[Task objective]
Copy each line of the entries that contains the word "cores".

[Material for this task]
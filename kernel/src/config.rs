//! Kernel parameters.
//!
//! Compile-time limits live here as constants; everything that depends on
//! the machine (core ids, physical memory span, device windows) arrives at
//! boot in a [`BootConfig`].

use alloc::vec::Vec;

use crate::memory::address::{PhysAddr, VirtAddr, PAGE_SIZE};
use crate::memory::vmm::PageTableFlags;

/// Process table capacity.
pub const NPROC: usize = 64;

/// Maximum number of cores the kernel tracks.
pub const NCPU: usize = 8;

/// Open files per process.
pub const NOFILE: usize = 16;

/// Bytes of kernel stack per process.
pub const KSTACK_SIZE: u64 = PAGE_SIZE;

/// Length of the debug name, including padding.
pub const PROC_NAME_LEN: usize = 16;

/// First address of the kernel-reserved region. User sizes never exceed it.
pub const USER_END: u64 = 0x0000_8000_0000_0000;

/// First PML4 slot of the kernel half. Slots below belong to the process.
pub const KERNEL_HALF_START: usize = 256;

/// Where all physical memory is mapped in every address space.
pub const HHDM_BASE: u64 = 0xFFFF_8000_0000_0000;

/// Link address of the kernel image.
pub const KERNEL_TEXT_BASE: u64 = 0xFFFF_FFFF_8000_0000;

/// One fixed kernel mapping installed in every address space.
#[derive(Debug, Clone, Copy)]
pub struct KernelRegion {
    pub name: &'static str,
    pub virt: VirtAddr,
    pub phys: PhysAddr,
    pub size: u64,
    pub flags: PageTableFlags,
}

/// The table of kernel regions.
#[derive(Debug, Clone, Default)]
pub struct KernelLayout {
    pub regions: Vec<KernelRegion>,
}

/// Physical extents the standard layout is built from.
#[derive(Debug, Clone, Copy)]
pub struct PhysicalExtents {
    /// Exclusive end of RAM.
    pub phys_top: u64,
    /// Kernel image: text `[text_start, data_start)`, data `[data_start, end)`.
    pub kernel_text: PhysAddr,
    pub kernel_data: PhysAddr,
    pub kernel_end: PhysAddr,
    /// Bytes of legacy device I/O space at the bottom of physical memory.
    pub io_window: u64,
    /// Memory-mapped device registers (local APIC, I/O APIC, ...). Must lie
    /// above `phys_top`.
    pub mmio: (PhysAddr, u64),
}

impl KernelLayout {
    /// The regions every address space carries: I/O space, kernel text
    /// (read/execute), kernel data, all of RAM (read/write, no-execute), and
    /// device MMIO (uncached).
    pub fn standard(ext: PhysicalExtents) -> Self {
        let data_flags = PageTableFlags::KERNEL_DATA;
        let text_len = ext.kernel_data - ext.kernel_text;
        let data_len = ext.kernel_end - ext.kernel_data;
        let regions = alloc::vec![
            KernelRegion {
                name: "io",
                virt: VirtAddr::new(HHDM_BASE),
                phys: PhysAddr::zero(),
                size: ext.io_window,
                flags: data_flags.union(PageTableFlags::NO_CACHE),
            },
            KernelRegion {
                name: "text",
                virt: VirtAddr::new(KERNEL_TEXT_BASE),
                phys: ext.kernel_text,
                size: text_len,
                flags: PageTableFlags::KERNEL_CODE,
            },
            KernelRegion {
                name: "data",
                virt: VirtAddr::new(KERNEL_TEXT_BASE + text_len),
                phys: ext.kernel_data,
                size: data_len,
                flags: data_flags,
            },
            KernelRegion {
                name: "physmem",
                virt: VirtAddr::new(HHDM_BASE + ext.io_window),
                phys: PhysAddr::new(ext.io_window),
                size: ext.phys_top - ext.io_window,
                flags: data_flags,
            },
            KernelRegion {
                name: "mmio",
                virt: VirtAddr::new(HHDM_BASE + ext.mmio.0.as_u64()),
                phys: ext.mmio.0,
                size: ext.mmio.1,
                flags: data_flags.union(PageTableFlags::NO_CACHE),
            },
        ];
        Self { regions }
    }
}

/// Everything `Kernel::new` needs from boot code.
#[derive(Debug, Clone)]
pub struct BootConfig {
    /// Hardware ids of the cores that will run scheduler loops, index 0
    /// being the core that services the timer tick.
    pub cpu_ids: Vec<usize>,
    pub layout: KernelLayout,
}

---

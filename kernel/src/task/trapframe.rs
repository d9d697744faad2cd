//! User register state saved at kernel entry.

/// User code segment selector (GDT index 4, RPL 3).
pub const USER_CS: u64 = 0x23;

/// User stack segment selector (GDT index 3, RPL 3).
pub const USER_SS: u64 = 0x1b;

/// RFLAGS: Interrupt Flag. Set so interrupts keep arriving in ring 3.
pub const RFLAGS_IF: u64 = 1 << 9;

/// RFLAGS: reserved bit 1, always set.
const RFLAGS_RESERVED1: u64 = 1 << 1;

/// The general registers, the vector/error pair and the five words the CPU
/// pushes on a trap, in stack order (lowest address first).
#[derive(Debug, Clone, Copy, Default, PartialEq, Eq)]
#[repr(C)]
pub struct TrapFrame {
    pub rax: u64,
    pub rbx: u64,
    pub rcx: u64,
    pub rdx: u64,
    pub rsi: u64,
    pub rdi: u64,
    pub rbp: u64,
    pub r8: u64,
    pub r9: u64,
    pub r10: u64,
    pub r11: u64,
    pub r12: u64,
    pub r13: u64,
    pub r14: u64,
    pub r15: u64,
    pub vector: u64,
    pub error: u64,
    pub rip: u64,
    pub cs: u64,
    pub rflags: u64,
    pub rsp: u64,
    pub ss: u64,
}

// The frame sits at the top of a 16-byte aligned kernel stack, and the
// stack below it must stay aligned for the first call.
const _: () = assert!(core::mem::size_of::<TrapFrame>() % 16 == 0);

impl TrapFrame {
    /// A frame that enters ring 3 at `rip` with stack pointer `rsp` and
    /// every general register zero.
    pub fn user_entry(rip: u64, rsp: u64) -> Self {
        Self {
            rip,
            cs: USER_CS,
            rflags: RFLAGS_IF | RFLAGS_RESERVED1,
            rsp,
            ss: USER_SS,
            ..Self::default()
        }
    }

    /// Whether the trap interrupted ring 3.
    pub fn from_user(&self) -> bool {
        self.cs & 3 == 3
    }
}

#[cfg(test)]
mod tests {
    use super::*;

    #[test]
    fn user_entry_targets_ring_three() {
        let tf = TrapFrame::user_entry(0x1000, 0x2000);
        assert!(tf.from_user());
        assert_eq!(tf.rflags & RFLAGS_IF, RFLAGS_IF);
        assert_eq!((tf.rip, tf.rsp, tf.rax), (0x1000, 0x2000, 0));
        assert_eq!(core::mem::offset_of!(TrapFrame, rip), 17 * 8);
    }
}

* * *

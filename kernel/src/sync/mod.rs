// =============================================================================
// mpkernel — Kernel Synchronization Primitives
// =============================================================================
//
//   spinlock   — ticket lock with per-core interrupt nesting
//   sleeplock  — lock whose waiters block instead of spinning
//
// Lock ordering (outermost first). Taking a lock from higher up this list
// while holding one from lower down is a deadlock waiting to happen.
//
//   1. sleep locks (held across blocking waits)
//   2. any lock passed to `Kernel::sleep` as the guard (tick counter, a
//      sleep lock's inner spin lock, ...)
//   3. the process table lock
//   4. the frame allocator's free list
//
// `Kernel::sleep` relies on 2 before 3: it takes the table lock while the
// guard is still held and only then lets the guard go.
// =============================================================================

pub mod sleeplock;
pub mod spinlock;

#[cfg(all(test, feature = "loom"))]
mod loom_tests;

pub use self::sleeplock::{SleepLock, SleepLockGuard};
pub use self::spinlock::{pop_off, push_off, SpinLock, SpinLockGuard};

[Your response]
/// Maximum number of cores the kernel tracks.
    /// Hardware ids of the cores that will run scheduler loops, index 0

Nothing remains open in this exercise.